_THE PROBLEM:_ Return each line of the records below that contains the word "Returns".

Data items
//! Rules document loader.
//!
//! The loading pipeline for rules YAML files:
//! 1. Size limit check
//! 2. UTF-8 BOM stripping
//! 3. YAML parsing (an empty document is an error)
//! 4. Deserialization to [`RulesDocument`]
//! 5. Validation
//! 6. Freeze with `Arc`
//!
//! Parsed documents are cached per path so that a file serving several
//! books (a multilane description, for instance) is read once.

use std::collections::HashMap;
use std::path::{Path, PathBuf};
use std::sync::Arc;

use serde_yaml::Value;

use crate::config::RulesDocument;
use crate::config::validation::Validator;
use crate::error::ConfigError;

// ============================================================================
// Public API
// ============================================================================

/// Limits for rules documents to prevent resource exhaustion.
#[derive(Debug, Clone)]
pub struct ConfigLimits {
    /// Maximum number of phase rings.
    pub max_phase_rings: usize,

    /// Maximum rules file size in bytes.
    pub max_file_size: usize,
}

impl Default for ConfigLimits {
    fn default() -> Self {
        Self {
            max_phase_rings: env_or("ROADNET_MAX_PHASE_RINGS", 1000),
            max_file_size: env_or("ROADNET_MAX_RULES_FILE_SIZE", 10 * 1024 * 1024),
        }
    }
}

/// Files providing each book of a road network.
///
/// The same file may be named more than once.
#[derive(Debug, Clone, Default)]
pub struct RuleSources {
    /// Source of the discrete and range value rules.
    pub road_rule_book: Option<PathBuf>,

    /// Source of the phase rings.
    pub phase_ring_book: Option<PathBuf>,

    /// Source of the intersections.
    pub intersection_book: Option<PathBuf>,
}

impl RuleSources {
    /// Every book comes from the same file.
    #[must_use]
    pub fn single(path: &Path) -> Self {
        Self {
            road_rule_book: Some(path.to_path_buf()),
            phase_ring_book: Some(path.to_path_buf()),
            intersection_book: Some(path.to_path_buf()),
        }
    }
}

/// Result of loading rules.
#[derive(Debug)]
pub struct LoadResult {
    /// The loaded and validated document.
    pub document: Arc<RulesDocument>,

    /// Warnings encountered during loading.
    pub warnings: Vec<LoadWarning>,
}

/// Warning during rules loading.
#[derive(Debug, Clone)]
pub struct LoadWarning {
    /// Warning message.
    pub message: String,

    /// Location where the warning occurred.
    pub location: Option<String>,
}

impl std::fmt::Display for LoadWarning {
    fn fmt(&self, f: &mut std::fmt::Formatter<'_>) -> std::fmt::Result {
        match &self.location {
            Some(location) => write!(f, "{} at {location}", self.message),
            None => f.write_str(&self.message),
        }
    }
}

/// Rules document loader.
#[derive(Debug, Default)]
pub struct ConfigLoader {
    limits: ConfigLimits,
    cache: HashMap<PathBuf, Arc<RulesDocument>>,
}

impl ConfigLoader {
    /// Creates a new loader with the given limits.
    #[must_use]
    pub fn new(limits: ConfigLimits) -> Self {
        Self {
            limits,
            cache: HashMap::new(),
        }
    }

    /// Creates a new loader with limits read from the environment.
    #[must_use]
    pub fn with_defaults() -> Self {
        Self::new(ConfigLimits::default())
    }

    /// Loads and validates a single rules file.
    ///
    /// # Errors
    ///
    /// Returns an error if the file cannot be read, exceeds the size limit,
    /// fails to parse, or fails validation.
    pub fn load(&mut self, path: &Path) -> Result<LoadResult, ConfigError> {
        let document = self.parse(path)?;
        let warnings = self.validate(&document, &path.display().to_string())?;
        Ok(LoadResult { document, warnings })
    }

    /// Loads and validates a rules document held in memory.
    ///
    /// `origin` names the document in error messages.
    ///
    /// # Errors
    ///
    /// Returns an error if the content fails to parse or fails validation.
    pub fn load_from_str(&self, content: &str, origin: &str) -> Result<LoadResult, ConfigError> {
        let document = Arc::new(parse_document(content, Path::new(origin))?);
        let warnings = self.validate(&document, origin)?;
        Ok(LoadResult { document, warnings })
    }

    /// Loads each book from its source and validates the combination.
    ///
    /// Only the section relevant to a book is taken from its file. Books
    /// without a source are empty.
    ///
    /// # Errors
    ///
    /// Returns an error if any file cannot be loaded or the combined
    /// document fails validation.
    pub fn load_books(&mut self, sources: &RuleSources) -> Result<LoadResult, ConfigError> {
        let mut combined = RulesDocument::default();
        let mut origins = Vec::new();

        if let Some(path) = &sources.road_rule_book {
            let doc = self.parse(path)?;
            combined.road_geometry.clone_from(&doc.road_geometry);
            combined
                .discrete_value_rules
                .clone_from(&doc.discrete_value_rules);
            combined.range_value_rules.clone_from(&doc.range_value_rules);
            origins.push(path.display().to_string());
        }
        if let Some(path) = &sources.phase_ring_book {
            let doc = self.parse(path)?;
            combined.phase_rings.clone_from(&doc.phase_rings);
            origins.push(path.display().to_string());
        }
        if let Some(path) = &sources.intersection_book {
            let doc = self.parse(path)?;
            combined.intersections.clone_from(&doc.intersections);
            origins.push(path.display().to_string());
        }

        origins.dedup();
        let document = Arc::new(combined);
        let warnings = self.validate(&document, &origins.join(", "))?;
        Ok(LoadResult { document, warnings })
    }

    /// Reads and parses a file, consulting the cache first.
    ///
    /// # Errors
    ///
    /// Returns an error if the file is missing, too large, empty, or not a
    /// valid rules document.
    pub fn parse(&mut self, path: &Path) -> Result<Arc<RulesDocument>, ConfigError> {
        if let Some(doc) = self.cache.get(path) {
            tracing::trace!(path = %path.display(), "rules cache hit");
            return Ok(Arc::clone(doc));
        }

        let metadata = std::fs::metadata(path).map_err(|_| ConfigError::MissingFile {
            path: path.to_path_buf(),
        })?;

        let file_size = usize::try_from(metadata.len()).unwrap_or(usize::MAX);
        if file_size > self.limits.max_file_size {
            return Err(ConfigError::InvalidValue {
                field: "file_size".to_string(),
                value: format!("{file_size} bytes"),
                expected: format!("at most {} bytes", self.limits.max_file_size),
            });
        }

        let raw_content = std::fs::read_to_string(path).map_err(|_| ConfigError::MissingFile {
            path: path.to_path_buf(),
        })?;

        let document = Arc::new(parse_document(&raw_content, path)?);
        tracing::debug!(
            path = %path.display(),
            phase_rings = document.phase_rings.len(),
            intersections = document.intersections.len(),
            "parsed rules document"
        );
        self.cache.insert(path.to_path_buf(), Arc::clone(&document));
        Ok(document)
    }

    fn validate(
        &self,
        document: &RulesDocument,
        origin: &str,
    ) -> Result<Vec<LoadWarning>, ConfigError> {
        let mut validator = Validator::new();
        let result = validator.validate(document, &self.limits);

        if result.has_errors() {
            return Err(ConfigError::ValidationError {
                path: origin.to_string(),
                errors: result.errors,
            });
        }

        Ok(result
            .warnings
            .into_iter()
            .map(|issue| LoadWarning {
                message: issue.message,
                location: Some(issue.path),
            })
            .collect())
    }
}

fn parse_document(raw_content: &str, path: &Path) -> Result<RulesDocument, ConfigError> {
    let content = raw_content.strip_prefix('\u{feff}').unwrap_or(raw_content);

    let root: Value = serde_yaml::from_str(content).map_err(|e| ConfigError::ParseError {
        path: path.to_path_buf(),
        line: e.location().map(|l| l.line()),
        message: e.to_string(),
    })?;

    if root.is_null() {
        return Err(ConfigError::ParseError {
            path: path.to_path_buf(),
            line: None,
            message: "Rules file is empty".to_string(),
        });
    }

    serde_yaml::from_value(root).map_err(|e| ConfigError::ParseError {
        path: path.to_path_buf(),
        line: None,
        message: format!("Failed to deserialize rules: {e}"),
    })
}

fn env_or<T: std::str::FromStr>(name: &str, default: T) -> T {
    std::env::var(name)
        .ok()
        .and_then(|v| v.parse().ok())
        .unwrap_or(default)
}

// ============================================================================
// Tests
// ============================================================================

#[cfg(test)]
mod tests {
    use super::*;
    use std::io::Write;
    use tempfile::NamedTempFile;

    const RINGS: &str = r"
PhaseRings:
  - ID: CrosswalkRing
    Phases:
      - ID: AllGoPhase
      - ID: AllStopPhase
    PhaseTransitionGraph:
      AllGoPhase:
        - ID: AllStopPhase
      AllStopPhase:
        - ID: AllGoPhase
";

    const INTERSECTIONS: &str = r"
Intersections:
  - ID: Crosswalk
    PhaseRing: CrosswalkRing
";

    fn write_temp(content: &str) -> NamedTempFile {
        let mut file = NamedTempFile::new().unwrap();
        file.write_all(content.as_bytes()).unwrap();
        file.flush().unwrap();
        file
    }

    fn limits() -> ConfigLimits {
        ConfigLimits {
            max_phase_rings: 100,
            max_file_size: 1024 * 1024,
        }
    }

    #[test]
    fn test_load_valid_file() {
        let file = write_temp(RINGS);
        let mut loader = ConfigLoader::new(limits());
        let result = loader.load(file.path()).unwrap();
        assert_eq!(result.document.phase_rings.len(), 1);
        assert!(result.warnings.is_empty());
    }

    #[test]
    fn test_load_missing_file() {
        let mut loader = ConfigLoader::new(limits());
        let err = loader
            .load(Path::new("/nonexistent/rules.yaml"))
            .unwrap_err();
        assert!(matches!(err, ConfigError::MissingFile { .. }));
    }

    #[test]
    fn test_load_empty_file() {
        let file = write_temp("");
        let mut loader = ConfigLoader::new(limits());
        let err = loader.load(file.path()).unwrap_err();
        assert!(err.to_string().contains("empty"));
    }

    #[test]
    fn test_load_strips_bom() {
        let file = write_temp(&format!("\u{feff}{RINGS}"));
        let mut loader = ConfigLoader::new(limits());
        assert!(loader.load(file.path()).is_ok());
    }

    #[test]
    fn test_load_malformed_yaml_reports_line() {
        let file = write_temp("PhaseRings:\n  - ID: [unclosed\n");
        let mut loader = ConfigLoader::new(limits());
        let err = loader.load(file.path()).unwrap_err();
        assert!(matches!(err, ConfigError::ParseError { line: Some(_), .. }));
    }

    #[test]
    fn test_load_file_size_limit() {
        let file = write_temp(RINGS);
        let mut loader = ConfigLoader::new(ConfigLimits {
            max_file_size: 16,
            ..limits()
        });
        let err = loader.load(file.path()).unwrap_err();
        assert!(matches!(err, ConfigError::InvalidValue { ref field, .. } if field == "file_size"));
    }

    #[test]
    fn test_load_validation_failure() {
        let file = write_temp(&RINGS.replace("        - ID: AllGoPhase\n", "        - ID: Missing\n"));
        let mut loader = ConfigLoader::new(limits());
        let err = loader.load(file.path()).unwrap_err();
        assert!(matches!(err, ConfigError::ValidationError { .. }));
    }

    #[test]
    fn test_parse_is_cached() {
        let file = write_temp(RINGS);
        let mut loader = ConfigLoader::new(limits());
        let first = loader.parse(file.path()).unwrap();
        let second = loader.parse(file.path()).unwrap();
        assert!(Arc::ptr_eq(&first, &second));
    }

    #[test]
    fn test_load_books_from_separate_files() {
        let rings = write_temp(RINGS);
        let intersections = write_temp(INTERSECTIONS);
        let mut loader = ConfigLoader::new(limits());
        let result = loader
            .load_books(&RuleSources {
                road_rule_book: None,
                phase_ring_book: Some(rings.path().to_path_buf()),
                intersection_book: Some(intersections.path().to_path_buf()),
            })
            .unwrap();
        assert_eq!(result.document.phase_rings.len(), 1);
        assert_eq!(result.document.intersections.len(), 1);
    }

    #[test]
    fn test_load_books_takes_only_relevant_sections() {
        let both = write_temp(&format!("{RINGS}{INTERSECTIONS}"));
        let mut loader = ConfigLoader::new(limits());
        let result = loader
            .load_books(&RuleSources {
                road_rule_book: None,
                phase_ring_book: Some(both.path().to_path_buf()),
                intersection_book: None,
            })
            .unwrap();
        assert_eq!(result.document.phase_rings.len(), 1);
        assert!(result.document.intersections.is_empty());
    }

    #[test]
    fn test_load_books_intersection_without_rings_fails() {
        let intersections = write_temp(INTERSECTIONS);
        let mut loader = ConfigLoader::new(limits());
        let err = loader
            .load_books(&RuleSources {
                intersection_book: Some(intersections.path().to_path_buf()),
                ..RuleSources::default()
            })
            .unwrap_err();
        assert!(err.to_string().contains("Unknown phase ring"));
    }

    #[test]
    fn test_load_from_str() {
        let loader = ConfigLoader::new(limits());
        let result = loader
            .load_from_str(&format!("{RINGS}{INTERSECTIONS}"), "<inline>")
            .unwrap();
        assert_eq!(result.document.intersections[0].phase_ring, "CrosswalkRing");
    }

    #[test]
    fn test_load_warning_display() {
        let warning = LoadWarning {
            message: "ring never changes".to_string(),
            location: Some("PhaseRings[0]".to_string()),
        };
        assert_eq!(warning.to_string(), "ring never changes at PhaseRings[0]");
    }
}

_ANSWER FOR THE TASK:_
    /// Returns an error if the file cannot be read, exceeds the size limit,
    /// Returns an error if the content fails to parse or fails validation.
    /// Returns an error if any file cannot be loaded or the combined
    /// Returns an error if the file is missing, too large, empty, or not a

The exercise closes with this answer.